[[ RECORDS PROVIDED open ]]

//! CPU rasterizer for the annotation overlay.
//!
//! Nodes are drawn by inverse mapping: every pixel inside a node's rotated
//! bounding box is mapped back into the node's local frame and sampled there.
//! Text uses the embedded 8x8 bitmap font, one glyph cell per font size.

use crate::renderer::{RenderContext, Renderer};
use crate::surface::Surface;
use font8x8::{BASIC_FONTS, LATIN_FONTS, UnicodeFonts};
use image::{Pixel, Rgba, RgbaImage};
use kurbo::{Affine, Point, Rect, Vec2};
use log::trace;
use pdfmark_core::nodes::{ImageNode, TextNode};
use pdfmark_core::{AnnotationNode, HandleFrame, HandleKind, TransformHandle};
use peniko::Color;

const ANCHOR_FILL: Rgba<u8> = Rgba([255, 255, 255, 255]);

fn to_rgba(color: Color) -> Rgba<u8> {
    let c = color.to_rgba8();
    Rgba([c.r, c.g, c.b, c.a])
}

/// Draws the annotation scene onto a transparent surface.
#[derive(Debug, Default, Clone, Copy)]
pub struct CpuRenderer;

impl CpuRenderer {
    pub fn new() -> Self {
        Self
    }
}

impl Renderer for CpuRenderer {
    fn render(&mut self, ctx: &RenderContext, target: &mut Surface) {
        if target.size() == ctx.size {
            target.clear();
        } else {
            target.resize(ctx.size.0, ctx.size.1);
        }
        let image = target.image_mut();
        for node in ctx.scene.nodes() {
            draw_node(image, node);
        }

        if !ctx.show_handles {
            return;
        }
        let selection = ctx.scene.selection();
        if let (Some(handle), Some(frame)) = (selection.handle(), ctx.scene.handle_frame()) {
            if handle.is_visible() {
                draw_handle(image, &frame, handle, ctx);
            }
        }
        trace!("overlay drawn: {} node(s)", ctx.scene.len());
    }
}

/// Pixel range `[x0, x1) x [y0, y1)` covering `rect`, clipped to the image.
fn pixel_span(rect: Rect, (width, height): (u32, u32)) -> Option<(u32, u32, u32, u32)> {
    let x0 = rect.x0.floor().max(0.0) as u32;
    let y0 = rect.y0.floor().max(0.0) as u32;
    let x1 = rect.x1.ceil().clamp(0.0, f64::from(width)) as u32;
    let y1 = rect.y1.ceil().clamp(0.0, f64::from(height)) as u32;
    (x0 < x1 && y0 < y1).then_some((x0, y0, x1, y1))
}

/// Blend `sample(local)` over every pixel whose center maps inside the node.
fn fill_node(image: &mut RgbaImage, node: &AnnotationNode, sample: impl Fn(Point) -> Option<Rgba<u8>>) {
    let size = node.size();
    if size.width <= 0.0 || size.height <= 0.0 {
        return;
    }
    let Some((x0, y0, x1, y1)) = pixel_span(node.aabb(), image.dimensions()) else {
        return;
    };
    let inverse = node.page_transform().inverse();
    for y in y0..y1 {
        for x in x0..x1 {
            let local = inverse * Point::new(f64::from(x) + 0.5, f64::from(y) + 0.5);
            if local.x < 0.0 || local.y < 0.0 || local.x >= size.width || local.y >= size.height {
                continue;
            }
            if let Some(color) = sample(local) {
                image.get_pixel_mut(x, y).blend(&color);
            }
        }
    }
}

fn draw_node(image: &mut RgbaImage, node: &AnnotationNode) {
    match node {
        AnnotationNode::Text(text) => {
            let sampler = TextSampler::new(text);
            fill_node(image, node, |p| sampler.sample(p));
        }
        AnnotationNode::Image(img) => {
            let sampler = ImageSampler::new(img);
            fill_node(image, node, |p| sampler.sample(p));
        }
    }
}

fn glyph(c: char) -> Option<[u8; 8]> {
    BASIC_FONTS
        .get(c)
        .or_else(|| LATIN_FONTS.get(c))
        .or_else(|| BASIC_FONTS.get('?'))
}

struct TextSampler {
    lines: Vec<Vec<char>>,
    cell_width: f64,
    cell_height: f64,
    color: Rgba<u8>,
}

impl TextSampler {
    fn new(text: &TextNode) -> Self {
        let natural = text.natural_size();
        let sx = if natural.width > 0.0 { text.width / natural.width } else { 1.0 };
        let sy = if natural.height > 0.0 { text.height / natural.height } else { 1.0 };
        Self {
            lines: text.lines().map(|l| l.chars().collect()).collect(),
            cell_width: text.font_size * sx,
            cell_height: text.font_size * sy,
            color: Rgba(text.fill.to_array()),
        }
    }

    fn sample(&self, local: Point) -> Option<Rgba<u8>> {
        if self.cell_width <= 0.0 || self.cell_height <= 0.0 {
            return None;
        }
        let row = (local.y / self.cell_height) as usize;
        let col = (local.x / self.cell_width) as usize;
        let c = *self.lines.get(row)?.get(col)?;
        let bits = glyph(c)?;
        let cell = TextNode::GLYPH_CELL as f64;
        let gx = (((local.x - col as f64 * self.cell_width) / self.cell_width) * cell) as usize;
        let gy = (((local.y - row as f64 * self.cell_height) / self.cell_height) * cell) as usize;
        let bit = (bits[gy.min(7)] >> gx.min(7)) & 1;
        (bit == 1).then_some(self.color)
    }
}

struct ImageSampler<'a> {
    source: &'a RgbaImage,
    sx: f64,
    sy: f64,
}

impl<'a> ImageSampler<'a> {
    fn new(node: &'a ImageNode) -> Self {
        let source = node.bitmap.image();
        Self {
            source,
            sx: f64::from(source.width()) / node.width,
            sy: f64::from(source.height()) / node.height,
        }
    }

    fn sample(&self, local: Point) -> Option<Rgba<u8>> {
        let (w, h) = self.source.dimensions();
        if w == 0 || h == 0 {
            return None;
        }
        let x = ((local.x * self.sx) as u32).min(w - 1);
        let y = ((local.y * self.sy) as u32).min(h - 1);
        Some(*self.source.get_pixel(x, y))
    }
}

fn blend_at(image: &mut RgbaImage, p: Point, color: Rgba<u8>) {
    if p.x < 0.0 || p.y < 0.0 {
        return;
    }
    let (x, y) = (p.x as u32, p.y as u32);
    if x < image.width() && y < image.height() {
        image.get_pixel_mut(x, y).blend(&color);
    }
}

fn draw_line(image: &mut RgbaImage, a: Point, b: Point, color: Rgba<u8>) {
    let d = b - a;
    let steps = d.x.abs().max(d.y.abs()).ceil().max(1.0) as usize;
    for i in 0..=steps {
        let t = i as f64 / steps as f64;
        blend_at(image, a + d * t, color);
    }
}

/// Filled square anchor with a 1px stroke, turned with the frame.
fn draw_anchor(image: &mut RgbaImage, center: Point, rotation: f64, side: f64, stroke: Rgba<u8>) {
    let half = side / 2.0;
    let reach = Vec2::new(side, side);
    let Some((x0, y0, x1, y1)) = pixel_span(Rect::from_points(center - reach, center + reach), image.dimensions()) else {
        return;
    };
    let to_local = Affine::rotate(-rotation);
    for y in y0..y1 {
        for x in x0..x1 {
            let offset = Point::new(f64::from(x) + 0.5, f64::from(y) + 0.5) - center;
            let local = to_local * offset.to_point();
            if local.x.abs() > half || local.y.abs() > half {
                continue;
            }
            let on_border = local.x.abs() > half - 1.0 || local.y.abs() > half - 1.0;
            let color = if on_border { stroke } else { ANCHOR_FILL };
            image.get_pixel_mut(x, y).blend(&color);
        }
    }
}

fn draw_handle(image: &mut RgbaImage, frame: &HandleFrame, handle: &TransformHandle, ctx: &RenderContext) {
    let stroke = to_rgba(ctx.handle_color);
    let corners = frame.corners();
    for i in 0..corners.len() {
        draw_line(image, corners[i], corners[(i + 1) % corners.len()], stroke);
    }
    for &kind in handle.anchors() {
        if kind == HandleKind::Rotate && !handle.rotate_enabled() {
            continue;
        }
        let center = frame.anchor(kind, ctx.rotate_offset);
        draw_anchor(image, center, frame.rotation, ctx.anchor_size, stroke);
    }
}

[[ RECORDS PROVIDED closed ]]

**REQUIRED WORK**: Line by line, restate the data exactly.

**COMPLETED EXERCISE**:
//! CPU rasterizer for the annotation overlay.
//!
//! Nodes are drawn by inverse mapping: every pixel inside a node's rotated
//! bounding box is mapped back into the node's local frame and sampled there.
//! Text uses the embedded 8x8 bitmap font, one glyph cell per font size.

use crate::renderer::{RenderContext, Renderer};
use crate::surface::Surface;
use font8x8::{BASIC_FONTS, LATIN_FONTS, UnicodeFonts};
use image::{Pixel, Rgba, RgbaImage};
use kurbo::{Affine, Point, Rect, Vec2};
use log::trace;
use pdfmark_core::nodes::{ImageNode, TextNode};
use pdfmark_core::{AnnotationNode, HandleFrame, HandleKind, TransformHandle};
use peniko::Color;

const ANCHOR_FILL: Rgba<u8> = Rgba([255, 255, 255, 255]);

fn to_rgba(color: Color) -> Rgba<u8> {
    let c = color.to_rgba8();
    Rgba([c.r, c.g, c.b, c.a])
}

/// Draws the annotation scene onto a transparent surface.
#[derive(Debug, Default, Clone, Copy)]
pub struct CpuRenderer;

impl CpuRenderer {
    pub fn new() -> Self {
        Self
    }
}

impl Renderer for CpuRenderer {
    fn render(&mut self, ctx: &RenderContext, target: &mut Surface) {
        if target.size() == ctx.size {
            target.clear();
        } else {
            target.resize(ctx.size.0, ctx.size.1);
        }
        let image = target.image_mut();
        for node in ctx.scene.nodes() {
            draw_node(image, node);
        }

        if !ctx.show_handles {
            return;
        }
        let selection = ctx.scene.selection();
        if let (Some(handle), Some(frame)) = (selection.handle(), ctx.scene.handle_frame()) {
            if handle.is_visible() {
                draw_handle(image, &frame, handle, ctx);
            }
        }
        trace!("overlay drawn: {} node(s)", ctx.scene.len());
    }
}

/// Pixel range `[x0, x1) x [y0, y1)` covering `rect`, clipped to the image.
fn pixel_span(rect: Rect, (width, height): (u32, u32)) -> Option<(u32, u32, u32, u32)> {
    let x0 = rect.x0.floor().max(0.0) as u32;
    let y0 = rect.y0.floor().max(0.0) as u32;
    let x1 = rect.x1.ceil().clamp(0.0, f64::from(width)) as u32;
    let y1 = rect.y1.ceil().clamp(0.0, f64::from(height)) as u32;
    (x0 < x1 && y0 < y1).then_some((x0, y0, x1, y1))
}

/// Blend `sample(local)` over every pixel whose center maps inside the node.
fn fill_node(image: &mut RgbaImage, node: &AnnotationNode, sample: impl Fn(Point) -> Option<Rgba<u8>>) {
    let size = node.size();
    if size.width <= 0.0 || size.height <= 0.0 {
        return;
    }
    let Some((x0, y0, x1, y1)) = pixel_span(node.aabb(), image.dimensions()) else {
        return;
    };
    let inverse = node.page_transform().inverse();
    for y in y0..y1 {
        for x in x0..x1 {
            let local = inverse * Point::new(f64::from(x) + 0.5, f64::from(y) + 0.5);
            if local.x < 0.0 || local.y < 0.0 || local.x >= size.width || local.y >= size.height {
                continue;
            }
            if let Some(color) = sample(local) {
                image.get_pixel_mut(x, y).blend(&color);
            }
        }
    }
}

fn draw_node(image: &mut RgbaImage, node: &AnnotationNode) {
    match node {
        AnnotationNode::Text(text) => {
            let sampler = TextSampler::new(text);
            fill_node(image, node, |p| sampler.sample(p));
        }
        AnnotationNode::Image(img) => {
            let sampler = ImageSampler::new(img);
            fill_node(image, node, |p| sampler.sample(p));
        }
    }
}

fn glyph(c: char) -> Option<[u8; 8]> {
    BASIC_FONTS
        .get(c)
        .or_else(|| LATIN_FONTS.get(c))
        .or_else(|| BASIC_FONTS.get('?'))
}

struct TextSampler {
    lines: Vec<Vec<char>>,
    cell_width: f64,
    cell_height: f64,
    color: Rgba<u8>,
}

impl TextSampler {
    fn new(text: &TextNode) -> Self {
        let natural = text.natural_size();
        let sx = if natural.width > 0.0 { text.width / natural.width } else { 1.0 };
        let sy = if natural.height > 0.0 { text.height / natural.height } else { 1.0 };
        Self {
            lines: text.lines().map(|l| l.chars().collect()).collect(),
            cell_width: text.font_size * sx,
            cell_height: text.font_size * sy,
            color: Rgba(text.fill.to_array()),
        }
    }

    fn sample(&self, local: Point) -> Option<Rgba<u8>> {
        if self.cell_width <= 0.0 || self.cell_height <= 0.0 {
            return None;
        }
        let row = (local.y / self.cell_height) as usize;
        let col = (local.x / self.cell_width) as usize;
        let c = *self.lines.get(row)?.get(col)?;
        let bits = glyph(c)?;
        let cell = TextNode::GLYPH_CELL as f64;
        let gx = (((local.x - col as f64 * self.cell_width) / self.cell_width) * cell) as usize;
        let gy = (((local.y - row as f64 * self.cell_height) / self.cell_height) * cell) as usize;
        let bit = (bits[gy.min(7)] >> gx.min(7)) & 1;
        (bit == 1).then_some(self.color)
    }
}

struct ImageSampler<'a> {
    source: &'a RgbaImage,
    sx: f64,
    sy: f64,
}

impl<'a> ImageSampler<'a> {
    fn new(node: &'a ImageNode) -> Self {
        let source = node.bitmap.image();
        Self {
            source,
            sx: f64::from(source.width()) / node.width,
            sy: f64::from(source.height()) / node.height,
        }
    }

    fn sample(&self, local: Point) -> Option<Rgba<u8>> {
        let (w, h) = self.source.dimensions();
        if w == 0 || h == 0 {
            return None;
        }
        let x = ((local.x * self.sx) as u32).min(w - 1);
        let y = ((local.y * self.sy) as u32).min(h - 1);
        Some(*self.source.get_pixel(x, y))
    }
}

fn blend_at(image: &mut RgbaImage, p: Point, color: Rgba<u8>) {
    if p.x < 0.0 || p.y < 0.0 {
        return;
    }
    let (x, y) = (p.x as u32, p.y as u32);
    if x < image.width() && y < image.height() {
        image.get_pixel_mut(x, y).blend(&color);
    }
}

fn draw_line(image: &mut RgbaImage, a: Point, b: Point, color: Rgba<u8>) {
    let d = b - a;
    let steps = d.x.abs().max(d.y.abs()).ceil().max(1.0) as usize;
    for i in 0..=steps {
        let t = i as f64 / steps as f64;
        blend_at(image, a + d * t, color);
    }
}

/// Filled square anchor with a 1px stroke, turned with the frame.
fn draw_anchor(image: &mut RgbaImage, center: Point, rotation: f64, side: f64, stroke: Rgba<u8>) {
    let half = side / 2.0;
    let reach = Vec2::new(side, side);
    let Some((x0, y0, x1, y1)) = pixel_span(Rect::from_points(center - reach, center + reach), image.dimensions()) else {
        return;
    };
    let to_local = Affine::rotate(-rotation);
    for y in y0..y1 {
        for x in x0..x1 {
            let offset = Point::new(f64::from(x) + 0.5, f64::from(y) + 0.5) - center;
            let local = to_local * offset.to_point();
            if local.x.abs() > half || local.y.abs() > half {
                continue;
            }
            let on_border = local.x.abs() > half - 1.0 || local.y.abs() > half - 1.0;
            let color = if on_border { stroke } else { ANCHOR_FILL };
            image.get_pixel_mut(x, y).blend(&color);
        }
    }
}

fn draw_handle(image: &mut RgbaImage, frame: &HandleFrame, handle: &TransformHandle, ctx: &RenderContext) {
    let stroke = to_rgba(ctx.handle_color);
    let corners = frame.corners();
    for i in 0..corners.len() {
        draw_line(image, corners[i], corners[(i + 1) % corners.len()], stroke);
    }
    for &kind in handle.anchors() {
        if kind == HandleKind::Rotate && !handle.rotate_enabled() {
            continue;
        }
        let center = frame.anchor(kind, ctx.rotate_offset);
        draw_anchor(image, center, frame.rotation, ctx.anchor_size, stroke);
    }
}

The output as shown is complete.